IBM Security QRadar Network Threat Analytics (NTA) v1.3 is now available on the X-Force App exchange. NTA v1.3 offers a new streamlined workflow, enhanced visualizations and filtering capabilities, and the addition of deviating categories to events that can be leveraged in QRadar rules and Offense generation.
Easily pivot across your network data and Findings
When you install NTA v1.3 you’ll see that we’ve broken out the content into tabs which include an Overview tab along with tabs for Findings, geographic and data specific views. We’ve also updated the Overview tab to show both network traffic information (shown in purple) and NTA Finding information (shown in red) for a comprehensive view of what is happening across your network.
Findings have moved to their own dedicated tab to make viewing and analysis easier.
Filters work seamlessly across views as you pivot between network data and Findings.
Informational pop-ups make for easier navigation as you drill down during an investigation.

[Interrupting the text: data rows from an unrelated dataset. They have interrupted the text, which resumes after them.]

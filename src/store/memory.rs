//! In-memory course store.
//!
//! Useful for testing and small catalogs.

use super::{
    cosine_similarity, ChunkMetadata, Course, CourseCatalog, CourseChunk, CourseSearch,
    SearchResults,
};
use crate::config::SearchSettings;
use crate::embedding::Embedder;
use crate::error::{CoursemateError, Result};
use async_trait::async_trait;
use std::sync::{Arc, RwLock, RwLockReadGuard, RwLockWriteGuard};
use tracing::{debug, instrument};

struct StoredCourse {
    course: Course,
    embedding: Vec<f32>,
}

struct StoredChunk {
    chunk: CourseChunk,
    embedding: Vec<f32>,
}

/// In-memory course store ranking passages by cosine similarity.
pub struct MemoryCourseStore {
    embedder: Arc<dyn Embedder>,
    courses: RwLock<Vec<StoredCourse>>,
    chunks: RwLock<Vec<StoredChunk>>,
    max_results: usize,
    min_course_score: f32,
}

impl MemoryCourseStore {
    /// Create an empty store with default search settings.
    pub fn new(embedder: Arc<dyn Embedder>) -> Self {
        Self::with_settings(embedder, &SearchSettings::default())
    }

    /// Create an empty store with the given search settings.
    pub fn with_settings(embedder: Arc<dyn Embedder>, settings: &SearchSettings) -> Self {
        Self {
            embedder,
            courses: RwLock::new(Vec::new()),
            chunks: RwLock::new(Vec::new()),
            max_results: settings.max_results,
            min_course_score: settings.min_course_score,
        }
    }

    /// Add or replace a course, keyed by title.
    pub async fn add_course(&self, course: Course) -> Result<()> {
        let embedding = self.embedder.embed(&course.title).await?;

        let mut courses = write(&self.courses);
        courses.retain(|c| c.course.title != course.title);
        courses.push(StoredCourse { course, embedding });
        Ok(())
    }

    /// Index course chunks. Returns the number added.
    pub async fn add_chunks(&self, chunks: &[CourseChunk]) -> Result<usize> {
        if chunks.is_empty() {
            return Ok(0);
        }

        let texts: Vec<String> = chunks.iter().map(|c| c.content.clone()).collect();
        let embeddings = self.embedder.embed_batch(&texts).await?;
        if embeddings.len() != chunks.len() {
            return Err(CoursemateError::Embedding(format!(
                "Expected {} embeddings, got {}",
                chunks.len(),
                embeddings.len()
            )));
        }

        let mut store = write(&self.chunks);
        for (chunk, embedding) in chunks.iter().zip(embeddings) {
            store.push(StoredChunk {
                chunk: chunk.clone(),
                embedding,
            });
        }
        debug!("Indexed {} chunks", chunks.len());
        Ok(chunks.len())
    }

    /// Number of stored courses.
    pub fn course_count(&self) -> usize {
        read(&self.courses).len()
    }

    /// Number of indexed chunks.
    pub fn chunk_count(&self) -> usize {
        read(&self.chunks).len()
    }
}

#[async_trait]
impl CourseSearch for MemoryCourseStore {
    #[instrument(skip(self))]
    async fn search(
        &self,
        query: &str,
        course_name: Option<&str>,
        lesson_number: Option<u32>,
    ) -> Result<SearchResults> {
        let course_title = match course_name {
            Some(name) => match self.resolve_course_name(name).await? {
                Some(title) => Some(title),
                None => {
                    return Ok(SearchResults::with_error(format!(
                        "No course found matching '{}'",
                        name
                    )))
                }
            },
            None => None,
        };

        let query_embedding = self.embedder.embed(query).await?;

        let chunks = read(&self.chunks);
        let mut scored: Vec<(&StoredChunk, f32)> = chunks
            .iter()
            .filter(|s| {
                course_title
                    .as_ref()
                    .map_or(true, |title| &s.chunk.course_title == title)
            })
            .filter(|s| lesson_number.is_none() || s.chunk.lesson_number == lesson_number)
            .map(|s| (s, cosine_similarity(&query_embedding, &s.embedding)))
            .collect();

        scored.sort_by(|a, b| b.1.partial_cmp(&a.1).unwrap_or(std::cmp::Ordering::Equal));
        scored.truncate(self.max_results);

        let mut results = SearchResults::default();
        for (stored, score) in scored {
            results.documents.push(stored.chunk.content.clone());
            results.metadata.push(ChunkMetadata {
                course_title: stored.chunk.course_title.clone(),
                lesson_number: stored.chunk.lesson_number,
            });
            results.distances.push(1.0 - score);
        }

        debug!("Search returned {} passages", results.len());
        Ok(results)
    }
}

#[async_trait]
impl CourseCatalog for MemoryCourseStore {
    async fn resolve_course_name(&self, partial: &str) -> Result<Option<String>> {
        {
            let courses = read(&self.courses);
            if let Some(exact) = courses
                .iter()
                .find(|c| c.course.title.eq_ignore_ascii_case(partial))
            {
                return Ok(Some(exact.course.title.clone()));
            }
            if courses.is_empty() {
                return Ok(None);
            }
        }

        let embedding = self.embedder.embed(partial).await?;

        let courses = read(&self.courses);
        let best = courses
            .iter()
            .map(|c| (c, cosine_similarity(&embedding, &c.embedding)))
            .filter(|(_, score)| *score >= self.min_course_score)
            .max_by(|a, b| a.1.partial_cmp(&b.1).unwrap_or(std::cmp::Ordering::Equal));

        Ok(best.map(|(c, _)| c.course.title.clone()))
    }

    async fn all_courses_metadata(&self) -> Result<Vec<Course>> {
        Ok(read(&self.courses).iter().map(|c| c.course.clone()).collect())
    }

    async fn lesson_link(&self, course_title: &str, lesson_number: u32) -> Result<Option<String>> {
        let courses = read(&self.courses);
        Ok(courses
            .iter()
            .find(|c| c.course.title == course_title)
            .and_then(|c| {
                c.course
                    .lessons
                    .iter()
                    .find(|l| l.lesson_number == lesson_number)
            })
            .and_then(|l| l.lesson_link.clone()))
    }
}

// A panic while holding a lock leaves the data itself intact.
fn read<T>(lock: &RwLock<T>) -> RwLockReadGuard<'_, T> {
    lock.read().unwrap_or_else(|e| e.into_inner())
}

fn write<T>(lock: &RwLock<T>) -> RwLockWriteGuard<'_, T> {
    lock.write().unwrap_or_else(|e| e.into_inner())
}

Events from NTA v1.3 now contain additional fields that are automatically mapped into QRadar properties. We now include the following category scores enabling you to trigger rules or create offenses for NTA Findings that meet or exceed specific thresholds.
- Source Attributes Score
- Destination Attributes Score
- Source Rate Score
- Destination Rate Score
- Source Destination Ratio Score
- Protocol App Metadata Score
- X509 Cert Score
- TLS Protocol Score
- File Score
IBM Security QRadar Network Threat Analytics v1.3 is available to all QRadar customer on the X-Force App Exchange, allowing you to leverage your network data from flows and QRadar Network Insights (QNI) to extend your Network Detection and Response capabilities.